Suffering from an extreme lack of transparency and validity, carbon markets need a way to verify the carbon credits and offsets to ensure that they accurately represent the tonnage of carbon emitted during industrial production. Non-Fungible Tokens (NFTs) and blockchain technology provide a way for carbon markets to authenticate every carbon credit and offset being exchanged.

Any environment where more carbon is released into the atmosphere than is absorbed is called a carbon source. Earth’s hard rock crust is the largest carbon source on the planet because it is composed of layers of sedimentary bedrock which contains carbon compounds that are extracted, burned, and consumed as fossil fuels.

Carbon sinks, on the other hand, are environments that absorb more carbon than they release. Sinks are essential for carbon sequestration which is the process of removing carbon dioxide (CO2) from the atmosphere. Carbon sinks can be artificial or natural; some examples of natural sinks are forests, peat bogs, grasslands, and wetlands. However, industry production has spurred the destruction of natural carbon sinks as increased manufacturing emits more carbon than can be absorbed.

Examples of carbon sinks. Image pulled from ACCIONA YouTube channel: What are carbon sinks? | Sustainability for all — ACCIONA — YouTube.

Emissions Trading and Carbon Markets

Emissions trading is done to incentivize enterprises to take accountability for their carbon footprints and inspire more eco-friendly production processes.

Emissions trading takes place within two types of carbon markets: Compliance Markets, and Voluntary Markets.

Compliance Markets

Compliance markets utilize a cap-and-trade system where governments will place a limit, or cap, on the amount of carbon that companies can emit. Carbon emissions are tracked per metric ton and measured by calculating the carbon equivalent that was emitted during a product’s manufacturing.

Companies that emit fewer metric tons of carbon than the government’s capped amount can sell the remainder off to other companies in the form of carbon credits. Carbon credits represent quantified emission rates that are commodified per metric ton; emissions trading is the exchanging of these credits.

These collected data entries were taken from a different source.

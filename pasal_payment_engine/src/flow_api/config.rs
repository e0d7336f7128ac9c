use chrono::Duration;

/// Tunables for the order flow. The defaults match production behaviour; tests shrink the durations.
#[derive(Debug, Clone)]
pub struct EngineConfig {
    /// VAT rate in whole percent.
    pub tax_rate_percent: u32,
    /// Referral commission applied to lines whose product does not set its own rate, in basis points.
    pub default_commission_bp: i64,
    /// How long after delivery a seller's balance stays held. Waived for courier-confirmed deliveries.
    pub seller_release_wait: Duration,
    /// Gateways that settle out of band. Orders on these never expire for non-payment.
    pub manual_gateways: Vec<String>,
}

impl Default for EngineConfig {
    fn default() -> Self {
        Self {
            tax_rate_percent: 13,
            default_commission_bp: 500,
            seller_release_wait: Duration::hours(24),
            manual_gateways: vec!["cod".to_string(), "bank_transfer".to_string()],
        }
    }
}

impl EngineConfig {
    pub fn with_release_wait(mut self, wait: Duration) -> Self {
        self.seller_release_wait = wait;
        self
    }

    pub fn with_tax_rate(mut self, percent: u32) -> Self {
        self.tax_rate_percent = percent;
        self
    }

    pub fn with_default_commission_bp(mut self, bp: i64) -> Self {
        self.default_commission_bp = bp;
        self
    }
}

If a company emits more metric tons of carbon than the capped amount allows for, the company could be subject to halting production. To prevent this, the company can do one of two things: it can purchase additional carbon credits to offset its excess emissions, or provide funding to a sustainability project. However, there is no process to vet the projects being funded and so subsidiaries of carbon-emitting enterprises posed as sustainability projects end up receiving the funding.

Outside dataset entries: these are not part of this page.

//! Request handler definitions
//!
//! Define each route and its handler here. Handlers that grow beyond request plumbing belong in
//! [`crate::integrations`]; keep this module neat and tidy 🙏
//!
//! Handlers are async end to end. Anything touching the database or a payment provider is awaited, so a
//! slow provider never blocks a worker thread.

use std::collections::HashMap;

use actix_web::{get, post, web, HttpResponse, Responder};
use log::*;
use pasal_gateways::{
    CustomerInfo,
    GatewayAdapter,
    GatewayRegistry,
    GatewayResult,
    InitiateRequest,
    NormalizedStatus,
    PaymentAction,
};
use pasal_payment_engine::{
    db_types::{ClaimStatus, NewOrder, NewOrderItem, Order, PaymentStatus, SettlementClaim, StatusUpdate, TransitionSource},
    order_objects::OrderSnapshot,
    OrderFlowApi,
    OrderManagement,
    SqliteDatabase,
};
use serde_json::{json, Value};

use crate::{
    data_objects::{CheckoutRequest, CheckoutResponse, JsonResponse, PaymentStatusResponse, TransitionRequest, WithdrawalRequest},
    errors::ServerError,
    helpers::new_invoice,
    integrations::{reconcile, resolve_order, verify_with_provider},
};

type Api = web::Data<OrderFlowApi<SqliteDatabase>>;
type Registry = web::Data<GatewayRegistry>;

// ----------------------------------------------   Health   ----------------------------------------------------
#[get("/health")]
pub async fn health() -> impl Responder {
    trace!("💻️ Received health check request");
    HttpResponse::Ok().body("👍️\n")
}

// ---------------------------------------------   Checkout   ---------------------------------------------------
/// Places a new order and, for digital gateways, starts the payment with the provider.
///
/// The response carries the action the storefront must take next: redirect the browser (Khalti), post a
/// signed form (eSewa), or nothing for manual gateways.
#[post("/checkout")]
pub async fn checkout(
    api: Api,
    registry: Registry,
    body: web::Json<CheckoutRequest>,
) -> Result<HttpResponse, ServerError> {
    let request = body.into_inner();
    let adapter = registry.get(&request.gateway)?;
    debug!("💻️ Checkout request for user #{} via {}", request.user_id, adapter.slug());
    let (order, items, customer) = new_order_from_request(request, adapter.slug());
    let (order, _inserted) = api.process_new_order(order, items).await?;
    let payment = initiate_payment(api.as_ref(), adapter.as_ref(), &order, customer).await?;
    Ok(HttpResponse::Ok().json(CheckoutResponse {
        success: true,
        order_id: order.id,
        invoice: order.invoice.clone(),
        final_amount: order.final_amount,
        status: order.status,
        payment_status: order.payment_status,
        payment,
    }))
}

fn new_order_from_request(request: CheckoutRequest, slug: &str) -> (NewOrder, Vec<NewOrderItem>, CustomerInfo) {
    let customer =
        CustomerInfo { name: request.recipient_name.clone(), email: request.email, phone: request.phone.clone() };
    let mut order = NewOrder::new(new_invoice(), request.user_id, slug);
    order.referred_by = request.referred_by;
    order.seller_id = request.seller_id;
    order.recipient_name = request.recipient_name;
    order.phone = request.phone;
    order.address = request.address;
    order.city = request.city;
    order.coupon_code = request.coupon_code;
    order.delivery_fee = request.delivery_fee;
    let items = request
        .items
        .into_iter()
        .map(|line| NewOrderItem { product_id: line.product_id, quantity: line.quantity })
        .collect();
    (order, items, customer)
}

/// Starts the payment with the provider and records the initiation in the ledger. Manual gateways and
/// orders whose payment has already settled get `PaymentAction::None`.
async fn initiate_payment(
    api: &OrderFlowApi<SqliteDatabase>,
    adapter: &dyn GatewayAdapter,
    order: &Order,
    customer: CustomerInfo,
) -> Result<PaymentAction, ServerError> {
    if !adapter.is_digital() || order.payment_status != PaymentStatus::Pending {
        return Ok(PaymentAction::None);
    }
    let request = InitiateRequest {
        invoice: order.invoice.clone(),
        amount: order.final_amount,
        tax_amount: order.tax_amount,
        delivery_fee: order.delivery_fee,
        customer,
    };
    let response = adapter.initiate(&request).await?;
    let claim = SettlementClaim {
        provider: adapter.slug().to_string(),
        reference: response.reference.clone(),
        status: ClaimStatus::Initiated,
        amount: Some(order.final_amount),
        raw: json!({ "reference": response.reference }),
    };
    api.apply_gateway_result(order.id, claim, TransitionSource::Checkout).await?;
    Ok(response.action)
}

// -------------------------------------------   Payment status   -----------------------------------------------
/// Reports an order's payment state. A still-pending digital payment is verified with the provider's
/// lookup endpoint first, so polling this route is how the storefront settles payments whose webhook never
/// arrived.
#[get("/payment/{provider}/status/{order_id}")]
pub async fn payment_status(
    api: Api,
    registry: Registry,
    path: web::Path<(String, i64)>,
) -> Result<HttpResponse, ServerError> {
    let (provider, order_id) = path.into_inner();
    let adapter = registry.get(&provider)?;
    let order = fetch_order(api.db(), order_id).await?;
    if order.gateway != adapter.slug() {
        return Err(ServerError::Conflict(format!("Order #{order_id} was placed with {}", order.gateway)));
    }
    let order = refresh_pending_payment(&api, adapter.as_ref(), order).await?;
    payment_status_response(&api, order).await
}

/// The provider bounces the customer's browser here after the hosted payment page. The payload in the query
/// string is recorded, but settlement is taken from the provider's lookup endpoint, never from an unsigned
/// browser return.
#[get("/payment/{provider}/success/{invoice}")]
pub async fn payment_success(
    api: Api,
    registry: Registry,
    path: web::Path<(String, String)>,
    query: web::Query<HashMap<String, String>>,
) -> Result<HttpResponse, ServerError> {
    let (provider, invoice) = path.into_inner();
    let adapter = registry.get(&provider)?;
    debug!("💻️ Payment return from {provider} for invoice {invoice}");
    let order = fetch_order_by_invoice(api.db(), &invoice).await?;
    let raw = query_to_value(query.into_inner())?;
    match adapter.handle_webhook(&raw) {
        Ok(result) => {
            if let Err(e) = reconcile(&api, &order, result, TransitionSource::Webhook).await {
                warn!("💻️ Return payload for invoice {invoice} was recorded but not applied. {e}");
            }
        },
        Err(e) => debug!("💻️ Return payload for invoice {invoice} could not be parsed as a claim. {e}"),
    }
    let order = fetch_order(api.db(), order.id).await?;
    let order = refresh_pending_payment(&api, adapter.as_ref(), order).await?;
    payment_status_response(&api, order).await
}

/// The provider bounces the customer here when they cancel or the payment fails on the hosted page. An
/// abandoned checkout can only ever cancel a still-pending payment, so the unauthenticated return is safe
/// to act on.
#[get("/payment/{provider}/failure/{invoice}")]
pub async fn payment_failure(
    api: Api,
    registry: Registry,
    path: web::Path<(String, String)>,
    query: web::Query<HashMap<String, String>>,
) -> Result<HttpResponse, ServerError> {
    let (provider, invoice) = path.into_inner();
    let adapter = registry.get(&provider)?;
    debug!("💻️ Payment failure return from {provider} for invoice {invoice}");
    let order = fetch_order_by_invoice(api.db(), &invoice).await?;
    let raw = query_to_value(query.into_inner())?;
    let result = adapter.handle_webhook(&raw).unwrap_or_else(|_| GatewayResult {
        provider: adapter.slug().to_string(),
        reference: format!("return-{invoice}"),
        status: NormalizedStatus::Cancelled,
        amount: None,
        raw,
    });
    if let Err(e) = reconcile(&api, &order, result, TransitionSource::Webhook).await {
        warn!("💻️ Failure return for invoice {invoice} was recorded but not applied. {e}");
    }
    let order = fetch_order(api.db(), order.id).await?;
    payment_status_response(&api, order).await
}

// ---------------------------------------------   Webhooks   ---------------------------------------------------
/// Server-to-server payment notifications. The response is 200 as soon as the claim has been recorded in
/// the ledger; a claim that conflicts with the order's state will not change on retry, so the provider is
/// told to stop resending it.
///
/// An unverifiable claim (Khalti webhooks are unsigned; an eSewa payload can fail its signature check) is
/// recorded and then taken to the provider's lookup endpoint, so a genuinely paid order settles off its
/// webhook instead of waiting for a status poll that may never come.
#[post("/payment/{provider}/webhook")]
pub async fn payment_webhook(
    api: Api,
    registry: Registry,
    path: web::Path<String>,
    body: web::Json<Value>,
) -> Result<HttpResponse, ServerError> {
    let provider = path.into_inner();
    let adapter = registry.get(&provider)?;
    let result = adapter.handle_webhook(&body)?;
    debug!("💻️ Webhook from {provider}: {} for reference {}", result.status, result.reference);
    let unverified = result.status == NormalizedStatus::Unverified;
    let order = resolve_order(api.db(), &result).await?;
    match reconcile(&api, &order, result, TransitionSource::Webhook).await {
        Ok(_) => {
            if unverified && adapter.is_digital() {
                settle_unverified_claim(api.as_ref(), adapter.as_ref(), &order).await;
            }
            Ok(HttpResponse::Ok().json(JsonResponse::success("ok")))
        },
        Err(e @ ServerError::Conflict(_)) => {
            warn!("💻️ Webhook for order #{} recorded but not applied. {e}", order.id);
            Ok(HttpResponse::Ok().json(JsonResponse::failure(e)))
        },
        Err(e) => Err(e),
    }
}

/// The webhook claimed something it could not prove. Ask the provider directly; if it is unreachable the
/// recorded claim waits for the status poll or the expiry sweep instead.
async fn settle_unverified_claim(api: &OrderFlowApi<SqliteDatabase>, adapter: &dyn GatewayAdapter, order: &Order) {
    match verify_with_provider(api, adapter, order).await {
        Ok(Some(change)) => {
            info!(
                "💻️ Webhook claim for order #{} settled via {} lookup: {}/{}",
                order.id, adapter.slug(), change.new_status, change.new_payment_status
            );
        },
        Ok(None) => debug!("💻️ {} lookup left order #{} unchanged", adapter.slug(), order.id),
        Err(e) => warn!("💻️ Could not verify webhook claim for order #{} with {}. {e}", order.id, adapter.slug()),
    }
}

// ------------------------------------------   Admin endpoints   -----------------------------------------------
// Registered under the /admin scope, behind the API-key middleware.

#[get("/orders/{id}")]
pub async fn admin_order(api: Api, path: web::Path<i64>) -> Result<HttpResponse, ServerError> {
    let order = fetch_order(api.db(), path.into_inner()).await?;
    let snapshot = OrderSnapshot::assemble(api.db(), order).await?;
    Ok(HttpResponse::Ok().json(snapshot))
}

/// Creates an order on a customer's behalf (phone orders, mostly). Payment settles out of band, so no
/// provider initiation happens here.
#[post("/orders")]
pub async fn admin_create_order(
    api: Api,
    registry: Registry,
    body: web::Json<CheckoutRequest>,
) -> Result<HttpResponse, ServerError> {
    let request = body.into_inner();
    let adapter = registry.get(&request.gateway)?;
    let (mut order, items, _customer) = new_order_from_request(request, adapter.slug());
    order.created_by_admin = true;
    let (order, _inserted) = api.process_new_order(order, items).await?;
    info!("💻️ Admin created order #{} (invoice {})", order.id, order.invoice);
    Ok(HttpResponse::Ok().json(CheckoutResponse {
        success: true,
        order_id: order.id,
        invoice: order.invoice.clone(),
        final_amount: order.final_amount,
        status: order.status,
        payment_status: order.payment_status,
        payment: PaymentAction::None,
    }))
}

/// Applies a manual status change. `courier_confirmed` attributes the change to the delivery partner,
/// which waives the seller-release hold on delivery.
#[post("/orders/{id}/status")]
pub async fn admin_transition(
    api: Api,
    path: web::Path<i64>,
    body: web::Json<TransitionRequest>,
) -> Result<HttpResponse, ServerError> {
    let order_id = path.into_inner();
    let request = body.into_inner();
    if request.status.is_none() && request.payment_status.is_none() {
        return Err(ServerError::InvalidRequestBody("No change requested".to_string()));
    }
    let update = StatusUpdate { status: request.status, payment_status: request.payment_status };
    let source = if request.courier_confirmed { TransitionSource::Courier } else { TransitionSource::Admin };
    match api.request_transition(order_id, update, source).await? {
        Some(change) => Ok(HttpResponse::Ok().json(change)),
        None => Ok(HttpResponse::Ok().json(JsonResponse::success("The order is already in the requested state."))),
    }
}

#[post("/withdrawals")]
pub async fn admin_withdrawal(api: Api, body: web::Json<WithdrawalRequest>) -> Result<HttpResponse, ServerError> {
    let request = body.into_inner();
    let withdrawal = api.process_withdrawal(request.user_id, request.amount).await?;
    Ok(HttpResponse::Ok().json(withdrawal))
}

// ----------------------------------------------   Helpers   ---------------------------------------------------

async fn fetch_order(db: &SqliteDatabase, order_id: i64) -> Result<Order, ServerError> {
    db.fetch_order_by_id(order_id)
        .await
        .map_err(ServerError::from)?
        .ok_or_else(|| ServerError::NoRecordFound(format!("No order #{order_id}")))
}

async fn fetch_order_by_invoice(db: &SqliteDatabase, invoice: &str) -> Result<Order, ServerError> {
    db.fetch_order_by_invoice(invoice)
        .await
        .map_err(ServerError::from)?
        .ok_or_else(|| ServerError::NoRecordFound(format!("No order with invoice {invoice}")))
}

fn query_to_value(query: HashMap<String, String>) -> Result<Value, ServerError> {
    serde_json::to_value(query).map_err(|e| ServerError::InvalidRequestBody(e.to_string()))
}

/// Verifies a still-pending digital payment with the provider and returns the order as it stands
/// afterwards. An unreachable provider is not fatal; the current state is reported instead.
async fn refresh_pending_payment(
    api: &OrderFlowApi<SqliteDatabase>,
    adapter: &dyn GatewayAdapter,
    order: Order,
) -> Result<Order, ServerError> {
    if !adapter.is_digital() || order.payment_status != PaymentStatus::Pending {
        return Ok(order);
    }
    match verify_with_provider(api, adapter, &order).await {
        Ok(Some(change)) => Ok(change.order),
        Ok(None) => Ok(order),
        Err(e @ (ServerError::ProviderUnavailable(_) | ServerError::NoRecordFound(_))) => {
            warn!("💻️ Could not verify order #{} with {}. {e}", order.id, adapter.slug());
            Ok(order)
        },
        Err(e) => Err(e),
    }
}

async fn payment_status_response(api: &OrderFlowApi<SqliteDatabase>, order: Order) -> Result<HttpResponse, ServerError> {
    let provider_status = api.db().fetch_gateway_payment(order.id).await.map_err(ServerError::from)?.map(|p| p.status);
    Ok(HttpResponse::Ok().json(PaymentStatusResponse::new(&order, provider_status)))
}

Compliance markets are government regulated but only facilitate the participation of massive companies and still suffer from problems of validity and corruption.

Voluntary Markets

Voluntary markets aren’t regulated and don’t function using a cap-and-trade system, but rather, through the concept of exchangeable carbon offsets. Carbon offsets in a voluntary market include regular carbon credits, but also contracts that represent a physical land stake in recognized carbon sinks.

There are no government-placed limits capping emission outputs in a voluntary market, so the supply of carbon credits is much larger. This has firstly, opened the market up to everyday consumers who now have the choice to offset their individual emissions, and secondly, this has massively increased carbon offset and credit trade volumes. Both factors have caused further problems with validity because carbon credits are double counted and the quality of carbon sinks (the condition of the land), is not tracked.

This all just results in more metric tons of carbon being emitted into the atmosphere than reported, because the double-counting of credits leads to falsely decreased emission rates, and untracked land conditions make it impossible for consumers to know if a carbon sink is damaged and is absorbing the amount of CO2 it should.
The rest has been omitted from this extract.